Data excerpts:
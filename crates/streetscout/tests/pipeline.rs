use std::cell::RefCell;
use std::path::PathBuf;

use image::{Rgb, RgbImage};
use rand::rngs::StdRng;
use rand::{Rng, SeedableRng};
use streetscout::{
    default_regions, score_image, AttemptOutcome, BoundingBox, Coordinate, DirectorySink,
    MemorySink, PanoramaId, PanoramaProvider, QualityParams, Region, RegionOutcome,
    RegionSampler, RunError, SampleSink, SamplingParams, SinkError, ViewRequest,
};

/// Scripted provider: resolves only at the listed radii and renders the
/// image registered for a heading, recording every call.
#[derive(Default)]
struct FakeProvider {
    resolve_radii: Vec<u32>,
    views: Vec<(f64, RgbImage)>,
    resolves: RefCell<Vec<u32>>,
    fetches: RefCell<Vec<(PanoramaId, f64)>>,
}

impl FakeProvider {
    fn new(resolve_radii: &[u32]) -> Self {
        Self {
            resolve_radii: resolve_radii.to_vec(),
            ..Self::default()
        }
    }

    fn with_view(mut self, heading_deg: f64, image: RgbImage) -> Self {
        self.views.push((heading_deg, image));
        self
    }

    fn with_all_headings(self, image: &RgbImage) -> Self {
        [0.0, 90.0, 180.0, 270.0]
            .into_iter()
            .fold(self, |p, h| p.with_view(h, image.clone()))
    }
}

impl PanoramaProvider for FakeProvider {
    fn resolve_panorama(&self, _at: Coordinate, radius_m: u32) -> Option<PanoramaId> {
        self.resolves.borrow_mut().push(radius_m);
        self.resolve_radii
            .contains(&radius_m)
            .then(|| PanoramaId(format!("p-{radius_m}")))
    }

    fn fetch_image(&self, pano: &PanoramaId, view: &ViewRequest) -> Option<RgbImage> {
        self.fetches
            .borrow_mut()
            .push((pano.clone(), view.heading_deg));
        self.views
            .iter()
            .find(|(h, _)| *h == view.heading_deg)
            .map(|(_, img)| img.clone())
    }
}

struct FailingSink;

impl SampleSink for FailingSink {
    fn persist(
        &mut self,
        _city: &str,
        at: Coordinate,
        _raster: &RgbImage,
    ) -> Result<PathBuf, SinkError> {
        Err(SinkError::Write {
            path: PathBuf::from(at.to_fixed5()),
            source: std::io::Error::other("disk full"),
        })
    }
}

fn flat() -> RgbImage {
    RgbImage::from_pixel(64, 64, Rgb([120, 120, 120]))
}

/// Full-frame noise: maximal sharpness, so at least the sharpness weight
/// survives even the largest wall penalty.
fn textured(seed: u64) -> RgbImage {
    let mut rng = StdRng::seed_from_u64(seed);
    RgbImage::from_fn(64, 64, |_, _| {
        let v: u8 = rng.random();
        Rgb([v, v, v])
    })
}

fn test_region() -> Region {
    Region::new(
        "Western Europe",
        "London",
        BoundingBox::new(51.45, 51.55, -0.2, -0.1).expect("bbox"),
    )
}

fn quality_with_threshold(threshold: f32) -> QualityParams {
    QualityParams {
        acceptance_threshold: threshold,
        ..QualityParams::default()
    }
}

#[test]
fn no_coverage_uses_both_radii_every_attempt() {
    let provider = FakeProvider::new(&[]);
    let mut sampler = RegionSampler::new(
        &provider,
        MemorySink::new(),
        SamplingParams::default(),
        QualityParams::default(),
    );
    let mut rng = StdRng::seed_from_u64(1);
    let report = sampler
        .sample_region(&test_region(), &mut rng)
        .expect("report");

    assert_eq!(report.outcome, RegionOutcome::Exhausted);
    assert_eq!(report.attempts.len(), 5);
    assert!(report
        .attempts
        .iter()
        .all(|a| a.outcome == AttemptOutcome::NoPanorama && a.radius_m.is_none()));
    assert_eq!(*provider.resolves.borrow(), [60u32, 200].repeat(5));
    assert!(provider.fetches.borrow().is_empty());
    assert!(sampler.sink().samples.is_empty());
}

#[test]
fn best_heading_is_the_one_persisted() {
    let provider = FakeProvider::new(&[60])
        .with_view(0.0, flat())
        .with_view(90.0, flat())
        .with_view(180.0, textured(7))
        .with_view(270.0, flat());
    let mut sampler = RegionSampler::new(
        &provider,
        MemorySink::new(),
        SamplingParams::default(),
        quality_with_threshold(0.2),
    );
    let mut rng = StdRng::seed_from_u64(2);
    let region = test_region();
    let report = sampler.sample_region(&region, &mut rng).expect("report");

    let RegionOutcome::Accepted {
        coordinate,
        heading_deg,
        score,
        path,
    } = &report.outcome
    else {
        panic!("expected acceptance, got {:?}", report.outcome);
    };
    assert_eq!(*heading_deg, 180.0);
    assert!(*score >= 0.2);
    assert!(region.bbox.contains(*coordinate));
    assert_eq!(
        *path,
        PathBuf::from("London").join(format!("{}.jpg", coordinate.to_fixed5()))
    );

    // One attempt, every heading rendered once, exactly one sample stored.
    assert_eq!(report.attempts.len(), 1);
    assert_eq!(provider.fetches.borrow().len(), 4);
    let samples = &sampler.sink().samples;
    assert_eq!(samples.len(), 1);
    assert_eq!(samples[0].city, "London");
    assert_eq!(samples[0].raster, textured(7));
}

#[test]
fn highest_of_four_qualifying_headings_wins() {
    let quality = quality_with_threshold(0.2);
    let views: Vec<(f64, RgbImage)> = [0.0, 90.0, 180.0, 270.0]
        .into_iter()
        .zip(11u64..)
        .map(|(h, seed)| (h, textured(seed)))
        .collect();
    let scores: Vec<f32> = views
        .iter()
        .map(|(_, img)| score_image(img, &quality).score)
        .collect();
    assert!(scores.iter().all(|&s| s >= quality.acceptance_threshold));
    let max = scores.iter().copied().fold(f32::MIN, f32::max);

    let provider = views
        .into_iter()
        .fold(FakeProvider::new(&[60]), |p, (h, img)| p.with_view(h, img));
    let mut sampler = RegionSampler::new(
        &provider,
        MemorySink::new(),
        SamplingParams::default(),
        quality,
    );
    let mut rng = StdRng::seed_from_u64(21);
    let report = sampler
        .sample_region(&test_region(), &mut rng)
        .expect("report");

    let RegionOutcome::Accepted { score, .. } = report.outcome else {
        panic!("expected acceptance, got {:?}", report.outcome);
    };
    assert_eq!(score, max);
    let samples = &sampler.sink().samples;
    assert_eq!(samples.len(), 1);
    assert_eq!(score_image(&samples[0].raster, &quality).score, max);
}

#[test]
fn fallback_radius_feeds_the_same_attempt() {
    let provider = FakeProvider::new(&[200]).with_all_headings(&textured(1));
    let mut sampler = RegionSampler::new(
        &provider,
        MemorySink::new(),
        SamplingParams::default(),
        quality_with_threshold(0.2),
    );
    let mut rng = StdRng::seed_from_u64(3);
    let report = sampler
        .sample_region(&test_region(), &mut rng)
        .expect("report");

    assert!(report.is_accepted());
    assert_eq!(report.attempts.len(), 1);
    assert_eq!(report.attempts[0].radius_m, Some(200));
    assert_eq!(*provider.resolves.borrow(), vec![60, 200]);
    assert!(provider
        .fetches
        .borrow()
        .iter()
        .all(|(pano, _)| pano.as_str() == "p-200"));
}

#[test]
fn ties_go_to_the_first_heading_visited() {
    let provider = FakeProvider::new(&[60]).with_all_headings(&flat());
    let mut sampler = RegionSampler::new(
        &provider,
        MemorySink::new(),
        SamplingParams::default(),
        quality_with_threshold(0.0),
    );
    let mut rng = StdRng::seed_from_u64(4);
    let report = sampler
        .sample_region(&test_region(), &mut rng)
        .expect("report");

    let RegionOutcome::Accepted { heading_deg, .. } = report.outcome else {
        panic!("threshold 0 accepts any view");
    };
    let order = &report.attempts[0].heading_order;
    assert_eq!(order.len(), 4);
    assert_eq!(heading_deg, order[0]);
    let fetched: Vec<f64> = provider.fetches.borrow().iter().map(|(_, h)| *h).collect();
    assert_eq!(&fetched, order);
}

#[test]
fn below_threshold_views_are_never_written() {
    let provider = FakeProvider::new(&[60]).with_all_headings(&flat());
    let mut sampler = RegionSampler::new(
        &provider,
        MemorySink::new(),
        SamplingParams::default(),
        QualityParams::default(),
    );
    let mut rng = StdRng::seed_from_u64(5);
    let report = sampler
        .sample_region(&test_region(), &mut rng)
        .expect("report");

    assert_eq!(report.outcome, RegionOutcome::Exhausted);
    assert_eq!(report.best_score(), Some(0.0));
    assert_eq!(provider.fetches.borrow().len(), 5 * 4);
    assert!(sampler.sink().samples.is_empty());
}

#[test]
fn missing_imagery_is_not_fatal() {
    let provider = FakeProvider::new(&[60]);
    let params = SamplingParams {
        attempts_per_region: 3,
        ..SamplingParams::default()
    };
    let mut sampler = RegionSampler::new(
        &provider,
        MemorySink::new(),
        params,
        QualityParams::default(),
    );
    let mut rng = StdRng::seed_from_u64(6);
    let report = sampler
        .sample_region(&test_region(), &mut rng)
        .expect("report");

    assert_eq!(report.outcome, RegionOutcome::Exhausted);
    assert_eq!(report.attempts.len(), 3);
    assert!(report
        .attempts
        .iter()
        .all(|a| matches!(a.outcome, AttemptOutcome::NoImagery { .. })));
    assert_eq!(report.best_score(), None);
}

#[test]
fn same_seed_replays_the_same_run() {
    let run = |seed: u64| {
        let provider = FakeProvider::new(&[200]).with_all_headings(&flat());
        let mut sampler = RegionSampler::new(
            &provider,
            MemorySink::new(),
            SamplingParams::default(),
            QualityParams::default(),
        );
        let mut rng = StdRng::seed_from_u64(seed);
        sampler
            .run(&default_regions(), Some(3), &mut rng)
            .expect("summary")
    };

    let a = run(99);
    let b = run(99);
    assert_eq!(a, b);

    let c = run(100);
    let coords = |s: &streetscout::RunSummary| -> Vec<Coordinate> {
        s.regions
            .iter()
            .flat_map(|r| r.attempts.iter().map(|a| a.coordinate))
            .collect()
    };
    assert_ne!(coords(&a), coords(&c));
}

#[test]
fn region_subset_is_distinct_and_bounded() {
    let provider = FakeProvider::new(&[]);
    let mut sampler = RegionSampler::new(
        &provider,
        MemorySink::new(),
        SamplingParams::default(),
        QualityParams::default(),
    );
    let catalog = default_regions();
    let mut rng = StdRng::seed_from_u64(7);

    let summary = sampler.run(&catalog, Some(4), &mut rng).expect("summary");
    assert_eq!(summary.regions.len(), 4);
    let mut names: Vec<&str> = summary.regions.iter().map(|r| r.region.as_str()).collect();
    names.sort_unstable();
    names.dedup();
    assert_eq!(names.len(), 4);
    for report in &summary.regions {
        let region = catalog
            .iter()
            .find(|r| r.name == report.region)
            .expect("known region");
        assert!(report
            .attempts
            .iter()
            .all(|a| region.bbox.contains(a.coordinate)));
    }

    let all = sampler.run(&catalog, None, &mut rng).expect("summary");
    let order: Vec<&str> = all.regions.iter().map(|r| r.region.as_str()).collect();
    let expected: Vec<&str> = catalog.iter().map(|r| r.name.as_str()).collect();
    assert_eq!(order, expected);
    assert_eq!(all.exhausted(), catalog.len());
}

#[test]
fn sink_failure_aborts_the_run() {
    let provider = FakeProvider::new(&[60]).with_all_headings(&textured(2));
    let mut sampler = RegionSampler::new(
        &provider,
        FailingSink,
        SamplingParams::default(),
        quality_with_threshold(0.2),
    );
    let mut rng = StdRng::seed_from_u64(8);
    let err = sampler
        .run(&default_regions(), None, &mut rng)
        .unwrap_err();
    assert!(matches!(err, RunError::Sink(SinkError::Write { .. })));
    // The first region failed; nothing further was resolved.
    assert_eq!(*provider.resolves.borrow(), vec![60]);
}

#[test]
fn directory_sink_receives_one_file_per_accepted_region() {
    let tmp = tempfile::tempdir().expect("tempdir");
    let provider = FakeProvider::new(&[60]).with_all_headings(&textured(3));
    let mut sampler = RegionSampler::new(
        &provider,
        DirectorySink::new(tmp.path()),
        SamplingParams::default(),
        quality_with_threshold(0.2),
    );
    let mut rng = StdRng::seed_from_u64(9);
    let regions = vec![
        test_region(),
        Region::new(
            "North America",
            "New York",
            BoundingBox::new(40.7, 40.8, -74.05, -73.95).expect("bbox"),
        ),
    ];
    let summary = sampler.run(&regions, None, &mut rng).expect("summary");

    assert_eq!(summary.accepted(), 2);
    let paths = summary.written_paths();
    assert_eq!(paths.len(), 2);
    assert!(paths[0].starts_with(tmp.path().join("London")));
    assert!(paths[1].starts_with(tmp.path().join("New_York")));
    for path in paths {
        assert!(path.is_file());
        let name = path.file_name().and_then(|n| n.to_str()).expect("name");
        assert!(name.ends_with(".jpg"));
        assert_eq!(name.matches(',').count(), 1);
    }
}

● **Required work**:
Copy exactly the lines that run from the first line of the data to the line containing "impl PanoramaProvider for", please, with both ends included and nothing else.

● **Your solution**:
filename crates/streetscout/tests/pipeline.rs
use std::cell::RefCell;
use std::path::PathBuf;

use image::{Rgb, RgbImage};
use rand::rngs::StdRng;
use rand::{Rng, SeedableRng};
use streetscout::{
    default_regions, score_image, AttemptOutcome, BoundingBox, Coordinate, DirectorySink,
    MemorySink, PanoramaId, PanoramaProvider, QualityParams, Region, RegionOutcome,
    RegionSampler, RunError, SampleSink, SamplingParams, SinkError, ViewRequest,
};

/// Scripted provider: resolves only at the listed radii and renders the
/// image registered for a heading, recording every call.
#[derive(Default)]
struct FakeProvider {
    resolve_radii: Vec<u32>,
    views: Vec<(f64, RgbImage)>,
    resolves: RefCell<Vec<u32>>,
    fetches: RefCell<Vec<(PanoramaId, f64)>>,
}

impl FakeProvider {
    fn new(resolve_radii: &[u32]) -> Self {
        Self {
            resolve_radii: resolve_radii.to_vec(),
            ..Self::default()
        }
    }

    fn with_view(mut self, heading_deg: f64, image: RgbImage) -> Self {
        self.views.push((heading_deg, image));
        self
    }

    fn with_all_headings(self, image: &RgbImage) -> Self {
        [0.0, 90.0, 180.0, 270.0]
            .into_iter()
            .fold(self, |p, h| p.with_view(h, image.clone()))
    }
}

impl PanoramaProvider for FakeProvider {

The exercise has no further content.